Google's April Fools' Day prank Gmail Motion (above) was meant to be ridiculous (i.e., one puts more work into sending an e-mail with elaborate body language than by merely clicking "send"), but the tech is completely viable.

More than viable, actually. As in, it already exists.

Evan Suma, a postdoc research associate at the University of Southern California, unveiled his team's software, FAAST (for Flexible Action and Articulated Skeleton Toolkit), in late December. Using the Microsoft Kinect sensor, he employs the human body as a mouse and keyboard to operate various applications and video games. (His video playing World of Warcraft with body motions has 1.5 million views on YouTube, and includes a Royksopp track with the appropriate lyrics, "All that I want is keeping it easy.")

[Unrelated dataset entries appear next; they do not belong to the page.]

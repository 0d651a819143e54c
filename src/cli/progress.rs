use std::fmt::Display;
use std::time::Duration;

use anyhow::Result;
use colored::Colorize;
use indicatif::{MultiProgress, ProgressBar, ProgressStyle};

#[derive(Debug, Copy, Clone, PartialEq, Eq)]
pub enum StepKey {
    VerifySession,
    CheckHealth,
    AnalyzeNetlist,
    Simulate,
    SaveArtifacts,
}

impl StepKey {
    fn desc(&self) -> &'static str {
        match self {
            StepKey::VerifySession => "Verify session",
            StepKey::CheckHealth => "Check backend health",
            StepKey::AnalyzeNetlist => "Analyze netlist",
            StepKey::Simulate => "Run simulation",
            StepKey::SaveArtifacts => "Save waveforms",
        }
    }
}

#[derive(PartialEq, Eq)]
pub enum StepStatus {
    Done,
    Pending,
    InProgress,
    Skipped,
    Failed,
}

pub struct StepContext {
    step_num: usize,
    steps: Vec<Step>,
}

pub struct Step {
    key: StepKey,
    progress_bar: ProgressBar,
}

impl StepContext {
    pub fn new(keys: &[StepKey]) -> Self {
        let mp = MultiProgress::new();
        let width = format!("{}", keys.len()).len();
        let mut steps = Vec::with_capacity(keys.len());
        for (i, &key) in keys.iter().enumerate() {
            let progress_bar = mp.add(ProgressBar::new_spinner());
            let mut step = Step { key, progress_bar };
            let msg = format!("[{:width$}/{:width$}] {}", i + 1, keys.len(), key.desc());
            step.set_status(StepStatus::Pending, Some(msg));
            steps.push(step);
        }
        if let Some(first) = steps.first_mut() {
            first.set_status(StepStatus::InProgress, None);
        }
        StepContext { step_num: 0, steps }
    }

    #[inline]
    pub fn current_step(&mut self) -> Option<&mut Step> {
        self.steps.get_mut(self.step_num)
    }

    /// Marks the current and all remaining steps as failed or skipped if
    /// `res` is an error.
    pub fn check<T>(&mut self, res: Result<T>) -> Result<T> {
        if res.is_err() {
            if let Some(current_step) = self.current_step() {
                current_step.set_status(StepStatus::Failed, None);
                self.step_num += 1;
                while let Some(current_step) = self.current_step() {
                    current_step.set_status(StepStatus::Skipped, None);
                    self.step_num += 1;
                }
            }
            println!();
        }
        res
    }

    pub fn finish(&mut self, key: StepKey) {
        match self.current_step() {
            Some(current_step) if current_step.key == key => {
                current_step.set_status(StepStatus::Done, None);
                self.step_num += 1;
                if let Some(next) = self.current_step() {
                    next.set_status(StepStatus::InProgress, None);
                }
            }
            Some(current_step) => {
                log::warn!(
                    "step {:?} finished while {:?} was in progress",
                    key,
                    current_step.key
                );
            }
            None => log::warn!("step {key:?} finished after all steps completed"),
        }
    }
}

fn format_template(spinner: bool, status: impl Display) -> String {
    if spinner {
        format!("{{spinner:.green}} {:16} {{msg}}", status)
    } else {
        format!("  {:16} {{msg}}", status)
    }
}

impl Step {
    fn set_status(&mut self, status: StepStatus, msg: Option<String>) {
        let status_template = match status {
            StepStatus::Done => format_template(false, "Done".green().bold()),
            StepStatus::Failed => format_template(false, "Failed".bright_white().on_red().bold()),
            StepStatus::InProgress => format_template(true, "In Progress".bright_white().bold()),
            StepStatus::Pending => format_template(true, "Pending".blue().bold()),
            StepStatus::Skipped => format_template(false, "Skipped".yellow().bold()),
        };
        if let Ok(style) = ProgressStyle::with_template(&status_template) {
            self.progress_bar.set_style(style);
        }

        if let Some(msg) = msg {
            self.progress_bar.set_message(msg);
        }

        if status == StepStatus::InProgress {
            self.progress_bar
                .enable_steady_tick(Duration::from_millis(200));
        } else if status != StepStatus::Pending {
            self.progress_bar.finish();
        }
    }
}
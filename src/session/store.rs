use std::fs;
use std::path::{Path, PathBuf};

use serde::{Deserialize, Serialize};

use crate::error::Result;

/// Durable storage for the bearer credential.
pub trait CredentialStore {
    fn load(&self) -> Result<Option<String>>;
    fn store(&mut self, credential: &str) -> Result<()>;
}

#[derive(Debug, Clone, Default, Serialize, Deserialize)]
struct StoredCredential {
    #[serde(default)]
    access_token: Option<String>,
}

/// Keeps the credential in a small JSON file so it survives restarts.
#[derive(Debug, Clone)]
pub struct FileCredentialStore {
    path: PathBuf,
}

impl FileCredentialStore {
    pub fn new(path: impl Into<PathBuf>) -> Self {
        Self { path: path.into() }
    }

    #[inline]
    pub fn path(&self) -> &Path {
        &self.path
    }
}

impl CredentialStore for FileCredentialStore {
    fn load(&self) -> Result<Option<String>> {
        if !self.path.exists() {
            return Ok(None);
        }
        let contents = fs::read_to_string(&self.path)?;
        let stored: StoredCredential = serde_json::from_str(&contents)?;
        Ok(stored.access_token.filter(|t| !t.is_empty()))
    }

    fn store(&mut self, credential: &str) -> Result<()> {
        if let Some(parent) = self.path.parent() {
            fs::create_dir_all(parent)?;
        }
        let stored = StoredCredential {
            access_token: Some(credential.to_string()),
        };
        fs::write(&self.path, serde_json::to_string_pretty(&stored)?)?;
        Ok(())
    }
}

#[derive(Debug, Clone, Default)]
pub struct MemoryCredentialStore {
    credential: Option<String>,
}

impl MemoryCredentialStore {
    pub fn new(credential: Option<String>) -> Self {
        Self { credential }
    }

    #[inline]
    pub fn credential(&self) -> Option<&str> {
        self.credential.as_deref()
    }
}

impl CredentialStore for MemoryCredentialStore {
    fn load(&self) -> Result<Option<String>> {
        Ok(self.credential.clone())
    }

    fn store(&mut self, credential: &str) -> Result<()> {
        self.credential = Some(credential.to_string());
        Ok(())
    }
}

Suma tells me that when he went to work on Friday, April 1, and saw Google Motion, he thought, "Hey, I can already do that." So he put about 30 minutes into retooling FAAST for Gmail using body movements specific to the prank, and threw a video together in about two hours. Turning Google's joke on its head, he calls the program SLOOW, for Software Library Optimizing Obligatory Waving:

Google's own Matt Cutts, who recently helmed a Kinect hacking contest, clearly enjoyed the reply joke when he tweeted a link to the demo with the descriptive summary: "Nice!"

As part of the demo, Suma notes his team's disappointment when Gmail Motion appeared to be "buggy." But as the dust begins to settle after the I-am-such-a-clever-coder craze that has become April Fools' Day, the FAAST project at USC continues to explore a range of useful applications far beyond gaming, especially medical ones.

The two main projects the team is currently working on involve rehabilitation and surgery. For the latter, USC's Institute for Creative Technologies has teamed up with the schools' Department of Urology to help surgeons scroll through CT scans mid-surgery because, as Suma puts it, "They typically have to stop their surgery, walk over to a keyboard and mouse, put on gloves, manipulate the mouse, take the gloves off, and re-sterilize before going back to surgery."

As long as the surgeons put down their tools when they turn their bodies into keyboards, operations should proceed normally.